The added value of an up-to-date land survey in purchasing real estate


This article is in response to an article titled “The Ins And Outs of Title Insurance: What’s Covered and What’s Not.”

Title Insurance is just as the article states; “it is an insurance policy on the title of a parcel of land”, but what about the extent of that parcel? How do you know what the extent of the parcel is and are you purchasing what you think you should be purchasing? Title Insurance does not confirm or insure this option. Only an up-to-date survey, prepared by an Ontario Land Surveyor (OLS) can confirm the extent of title and provide the client a two dimensional professionally drafted plan of the parcel being sought. To further explain this, two main components of any parcel of land to be purchased contains:

  1. a) quality of title, which is the Real Estate lawyer’s expertise, and
  2. b) extent of title, which is the professional surveyor’s expertise.

Given the inception of Title Insurance, the public has seemingly been misconceived that Title Insurance has replaced the up-to-date survey for the purpose of a real estate transaction. This misconception can be no further from the truth. Being two different products used for different purposes, both Title Insurance and an up-to-date survey have their place in the transaction of real property.

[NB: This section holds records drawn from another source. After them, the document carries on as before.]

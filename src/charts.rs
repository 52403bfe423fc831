// ABOUTME: Chart geometry for the slidecraft application
// ABOUTME: Maps bar, line and pie data onto drawing primitives for a fixed canvas

use crate::model::{BarSeries, LineSeries, Segment};

/// Colors used when a theme supplies an empty palette.
pub const DEFAULT_PALETTE: [&str; 6] = [
    "#6366f1", "#ec4899", "#14b8a6", "#f59e0b", "#8b5cf6", "#ef4444",
];

pub const NO_DATA_MESSAGE: &str = "No data";

/// Fixed drawing area for a chart, in SVG user units.
#[derive(Debug, Clone, PartialEq)]
pub struct ChartCanvas {
    pub width: f64,
    pub height: f64,
    pub padding_top: f64,
    pub padding_right: f64,
    pub padding_bottom: f64,
    pub padding_left: f64,
    /// Horizontal gap between bars of the same group.
    pub bar_gap: f64,
    pub min_bar_width: f64,
}

impl Default for ChartCanvas {
    fn default() -> Self {
        Self::new(600.0, 320.0)
    }
}

impl ChartCanvas {
    pub fn new(width: f64, height: f64) -> Self {
        Self {
            width,
            height,
            padding_top: 20.0,
            padding_right: 20.0,
            padding_bottom: 40.0,
            padding_left: 50.0,
            bar_gap: 4.0,
            min_bar_width: 4.0,
        }
    }

    pub fn plot_left(&self) -> f64 {
        self.padding_left
    }

    pub fn plot_top(&self) -> f64 {
        self.padding_top
    }

    pub fn plot_width(&self) -> f64 {
        (self.width - self.padding_left - self.padding_right).max(0.0)
    }

    pub fn plot_height(&self) -> f64 {
        (self.height - self.padding_top - self.padding_bottom).max(0.0)
    }

    pub fn baseline(&self) -> f64 {
        self.plot_top() + self.plot_height()
    }
}

/// Picks palette colors by index, wrapping around.
#[derive(Debug, Clone)]
pub struct Palette<'a> {
    colors: &'a [String],
}

impl<'a> Palette<'a> {
    pub fn new(colors: &'a [String]) -> Self {
        Self { colors }
    }

    pub fn color(&self, index: usize) -> String {
        if self.colors.is_empty() {
            DEFAULT_PALETTE[index % DEFAULT_PALETTE.len()].to_string()
        } else {
            self.colors[index % self.colors.len()].clone()
        }
    }
}

#[derive(Debug, Clone, PartialEq)]
pub struct Rect {
    pub x: f64,
    pub y: f64,
    pub width: f64,
    pub height: f64,
    pub color: String,
    pub label: String,
    pub value: f64,
}

/// A text label anchored at a point.
#[derive(Debug, Clone, PartialEq)]
pub struct AxisLabel {
    pub x: f64,
    pub y: f64,
    pub text: String,
}

#[derive(Debug, Clone, PartialEq)]
pub struct LegendEntry {
    pub label: String,
    pub color: String,
    /// Share of the total, for pie charts.
    pub percent: Option<f64>,
}

#[derive(Debug, Clone, PartialEq)]
pub struct BarGeometry {
    pub bars: Vec<Rect>,
    pub x_labels: Vec<AxisLabel>,
    pub y_labels: Vec<AxisLabel>,
    pub legend: Vec<LegendEntry>,
    /// Every value was zero; bars have no height.
    pub flat: bool,
}

#[derive(Debug, Clone, PartialEq)]
pub struct Polyline {
    pub name: String,
    pub color: String,
    pub points: Vec<(f64, f64)>,
}

#[derive(Debug, Clone, PartialEq)]
pub struct LineGeometry {
    pub lines: Vec<Polyline>,
    pub x_labels: Vec<AxisLabel>,
    pub y_labels: Vec<AxisLabel>,
    pub legend: Vec<LegendEntry>,
    pub flat: bool,
}

#[derive(Debug, Clone, PartialEq)]
pub struct Wedge {
    pub label: String,
    pub color: String,
    pub start_angle: f64,
    pub span: f64,
    pub large_arc: bool,
    /// SVG path data for the wedge.
    pub path: String,
}

#[derive(Debug, Clone, PartialEq)]
pub struct PieGeometry {
    pub cx: f64,
    pub cy: f64,
    pub radius: f64,
    pub wedges: Vec<Wedge>,
    pub legend: Vec<LegendEntry>,
}

#[derive(Debug, Clone, PartialEq)]
pub struct NoData {
    pub x: f64,
    pub y: f64,
    pub message: String,
}

#[derive(Debug, Clone, PartialEq)]
pub enum ChartGeometry {
    Bar(BarGeometry),
    Line(LineGeometry),
    Pie(PieGeometry),
    NoData(NoData),
}

fn no_data(canvas: &ChartCanvas) -> ChartGeometry {
    ChartGeometry::NoData(NoData {
        x: canvas.width / 2.0,
        y: canvas.height / 2.0,
        message: NO_DATA_MESSAGE.to_string(),
    })
}

/// Keys in first-seen order, without duplicates.
fn ordered_union<'a, I>(keys: I) -> Vec<&'a str>
where
    I: IntoIterator<Item = &'a str>,
{
    let mut seen: Vec<&str> = Vec::new();
    for key in keys {
        if !seen.contains(&key) {
            seen.push(key);
        }
    }
    seen
}

fn y_axis_labels(canvas: &ChartCanvas, max: f64) -> Vec<AxisLabel> {
    let x = canvas.plot_left() - 8.0;
    [0.0, 0.5, 1.0]
        .iter()
        .map(|fraction| AxisLabel {
            x,
            y: canvas.baseline() - fraction * canvas.plot_height(),
            text: format_number(max * fraction),
        })
        .collect()
}

fn scale_value(canvas: &ChartCanvas, value: f64, max: f64) -> f64 {
    if max <= 0.0 {
        0.0
    } else {
        value.max(0.0) / max * canvas.plot_height()
    }
}

/// Grouped bar chart geometry.
pub fn bar_geometry(series: &[BarSeries], canvas: &ChartCanvas, palette: &Palette) -> ChartGeometry {
    let labels = ordered_union(
        series
            .iter()
            .flat_map(|s| s.data.iter().map(|point| point.label.as_str())),
    );
    if series.is_empty() || labels.is_empty() {
        return no_data(canvas);
    }

    let max = series
        .iter()
        .flat_map(|s| s.data.iter().map(|point| point.value))
        .fold(0.0_f64, f64::max);

    let group_width = canvas.plot_width() / labels.len() as f64;
    let series_count = series.len() as f64;
    let bar_width = (group_width / series_count - canvas.bar_gap).max(canvas.min_bar_width);
    let cluster_width = bar_width * series_count + canvas.bar_gap * (series_count - 1.0);

    let mut bars = Vec::new();
    for (group, label) in labels.iter().enumerate() {
        let group_x = canvas.plot_left() + group as f64 * group_width;
        let offset = (group_width - cluster_width) / 2.0;
        for (index, s) in series.iter().enumerate() {
            let Some(point) = s.data.iter().find(|point| point.label == *label) else {
                continue;
            };
            let height = scale_value(canvas, point.value, max);
            bars.push(Rect {
                x: group_x + offset + index as f64 * (bar_width + canvas.bar_gap),
                y: canvas.baseline() - height,
                width: bar_width,
                height,
                color: palette.color(index),
                label: label.to_string(),
                value: point.value,
            });
        }
    }

    let x_labels = labels
        .iter()
        .enumerate()
        .map(|(group, label)| AxisLabel {
            x: canvas.plot_left() + (group as f64 + 0.5) * group_width,
            y: canvas.baseline() + 20.0,
            text: label.to_string(),
        })
        .collect();

    ChartGeometry::Bar(BarGeometry {
        bars,
        x_labels,
        y_labels: y_axis_labels(canvas, max),
        legend: legend_for(series.iter().map(|s| s.name.as_str()), palette),
        flat: max <= 0.0,
    })
}

/// Line chart geometry over the shared x-domain.
pub fn line_geometry(
    series: &[LineSeries],
    canvas: &ChartCanvas,
    palette: &Palette,
) -> ChartGeometry {
    let xs = ordered_union(
        series
            .iter()
            .flat_map(|s| s.data.iter().map(|point| point.x.as_str())),
    );
    if series.is_empty() || xs.is_empty() {
        return no_data(canvas);
    }

    let max = series
        .iter()
        .flat_map(|s| s.data.iter().map(|point| point.y))
        .fold(0.0_f64, f64::max);

    let step = if xs.len() > 1 {
        canvas.plot_width() / (xs.len() - 1) as f64
    } else {
        0.0
    };
    let x_at = |index: usize| {
        if xs.len() > 1 {
            canvas.plot_left() + index as f64 * step
        } else {
            canvas.plot_left() + canvas.plot_width() / 2.0
        }
    };

    let lines = series
        .iter()
        .enumerate()
        .map(|(index, s)| {
            let known: Vec<(usize, f64)> = s
                .data
                .iter()
                .filter_map(|point| {
                    xs.iter()
                        .position(|x| *x == point.x)
                        .map(|position| (position, point.y))
                })
                .collect();
            let points = interpolate(&known)
                .into_iter()
                .map(|(position, y)| (x_at(position), canvas.baseline() - scale_value(canvas, y, max)))
                .collect();
            Polyline {
                name: s.name.clone(),
                color: palette.color(index),
                points,
            }
        })
        .collect();

    let x_labels = xs
        .iter()
        .enumerate()
        .map(|(index, x)| AxisLabel {
            x: x_at(index),
            y: canvas.baseline() + 20.0,
            text: x.to_string(),
        })
        .collect();

    ChartGeometry::Line(LineGeometry {
        lines,
        x_labels,
        y_labels: y_axis_labels(canvas, max),
        legend: legend_for(series.iter().map(|s| s.name.as_str()), palette),
        flat: max <= 0.0,
    })
}

/// Fill every x-index between a series' first and last known point.
///
/// `known` holds `(x_index, y)` pairs in series order; the result is sorted by
/// x-index and contains one value per index in the covered span.
fn interpolate(known: &[(usize, f64)]) -> Vec<(usize, f64)> {
    let mut sorted = known.to_vec();
    sorted.sort_by_key(|(position, _)| *position);
    sorted.dedup_by_key(|(position, _)| *position);

    let mut filled = Vec::new();
    for pair in sorted.windows(2) {
        let (x0, y0) = pair[0];
        let (x1, y1) = pair[1];
        for position in x0..x1 {
            let t = (position - x0) as f64 / (x1 - x0) as f64;
            filled.push((position, y0 + (y1 - y0) * t));
        }
    }
    if let Some(last) = sorted.last() {
        filled.push(*last);
    }
    filled
}

/// Pie chart geometry, swept clockwise from 12 o'clock.
pub fn pie_geometry(segments: &[Segment], canvas: &ChartCanvas, palette: &Palette) -> ChartGeometry {
    let total: f64 = segments.iter().map(|segment| segment.value.max(0.0)).sum();
    if segments.is_empty() || total <= 0.0 {
        return no_data(canvas);
    }

    let cx = canvas.width / 2.0;
    let cy = canvas.height / 2.0;
    let radius = (canvas.width.min(canvas.height) / 2.0 - 10.0).max(1.0);

    let mut angle = -90.0_f64;
    let mut wedges = Vec::new();
    let mut legend = Vec::new();
    for (index, segment) in segments.iter().enumerate() {
        let value = segment.value.max(0.0);
        let span = value / total * 360.0;
        let color = palette.color(index);
        legend.push(LegendEntry {
            label: segment.label.clone(),
            color: color.clone(),
            percent: Some(value / total * 100.0),
        });
        if span > 0.0 {
            wedges.push(Wedge {
                label: segment.label.clone(),
                color,
                start_angle: angle,
                span,
                large_arc: span > 180.0,
                path: wedge_path(cx, cy, radius, angle, span),
            });
        }
        angle += span;
    }

    ChartGeometry::Pie(PieGeometry {
        cx,
        cy,
        radius,
        wedges,
        legend,
    })
}

fn point_on_circle(cx: f64, cy: f64, radius: f64, degrees: f64) -> (f64, f64) {
    let radians = degrees.to_radians();
    (cx + radius * radians.cos(), cy + radius * radians.sin())
}

fn wedge_path(cx: f64, cy: f64, radius: f64, start: f64, span: f64) -> String {
    let r = format_number(radius);
    if span >= 360.0 {
        // An arc cannot start and end at the same point; draw two halves.
        let (x0, y0) = point_on_circle(cx, cy, radius, start);
        let (x1, y1) = point_on_circle(cx, cy, radius, start + 180.0);
        return format!(
            "M {} {} A {} {} 0 1 1 {} {} A {} {} 0 1 1 {} {} Z",
            format_number(x0),
            format_number(y0),
            r,
            r,
            format_number(x1),
            format_number(y1),
            r,
            r,
            format_number(x0),
            format_number(y0),
        );
    }
    let (x0, y0) = point_on_circle(cx, cy, radius, start);
    let (x1, y1) = point_on_circle(cx, cy, radius, start + span);
    format!(
        "M {} {} L {} {} A {} {} 0 {} 1 {} {} Z",
        format_number(cx),
        format_number(cy),
        format_number(x0),
        format_number(y0),
        r,
        r,
        if span > 180.0 { 1 } else { 0 },
        format_number(x1),
        format_number(y1),
    )
}

fn legend_for<'a, I>(names: I, palette: &Palette) -> Vec<LegendEntry>
where
    I: IntoIterator<Item = &'a str>,
{
    names
        .into_iter()
        .enumerate()
        .map(|(index, name)| LegendEntry {
            label: name.to_string(),
            color: palette.color(index),
            percent: None,
        })
        .collect()
}

/// Format a coordinate or value with at most two decimals.
pub fn format_number(value: f64) -> String {
    let rounded = (value * 100.0).round() / 100.0;
    // Avoid "-0" in the output.
    let rounded = if rounded == 0.0 { 0.0 } else { rounded };
    let text = format!("{:.2}", rounded);
    text.trim_end_matches('0').trim_end_matches('.').to_string()
}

The “extent” option as provided by the professional surveyor is known as the “Surveyors Real Property Report” (SRPR). This plan will indicate the following that Title Insurance cannot provide:

  • the location and description of all improvements located on the property, such as buildings, fences, hedges, retaining walls, wells, overhead wires and pools in relation to property limits
  • the location and description of improvements that may be encroaching ‘onto’ or ‘off of’ the property such as a driveway or retaining wall in relation to property limits
  • all dimensions, angular and linear, of the property under survey
  • the location of all survey monuments placed or found
  • the location and extent of any easements or rights-of-ways
  • an accompanying survey report prepared by the OLS to the client
  • a complete title search indicating current title interests of the subject parcel and all adjoining parcels and roads

You may ask; “Why is a survey required if I purchase “Title Insurance”? Simply put:

  • Title Insurance protects against title related issues, not boundary extent issues
  • Title insurance does not locate buildings and improvements in relation to property limits
  • Title Insurance will not indicate if there is enough area, by law, to erect a future pool, shed or any additions to the dwelling
  • Title Insurance will not indicate where to install fences along lot lines
  • Title Insurance cannot move boundaries and does not indicate where easements or right-of-ways exist
  • SRPR’s benefits purchasers in knowing what exactly they are purchasing and currency of all improvements and title
  • SRPR’s benefits sellers by protection against future liabilities resulting from issues relating to boundaries and improvements
  • SRPR’s benefits the legal professional in assuring their clients do not face issues after purchase
  • SRPR’s benefits municipalities in compliance with bylaws and in planning and development processes
  • SRPR’s benefits the Real Estate community by meeting legal obligations and having a visual representation of the property for sale

Simply put, Title Insurance is not a replacement for an up-to-date survey, nor is an up-to-date survey a replacement for Title Insurance. They both serve different functions when purchasing real property. Title Insurance is a reactive measure in the event a title issue exists and has the ability to provide financial compensation, whereas, purchasing an up-to-date survey is a proactive measure in knowing beforehand if any issues exist but also knowing the extent of the parcel by having a visually professionally drafted plan of what is being purchased. Both are considered important expenses when purchasing property and together they form a total package to protect the interests of the public.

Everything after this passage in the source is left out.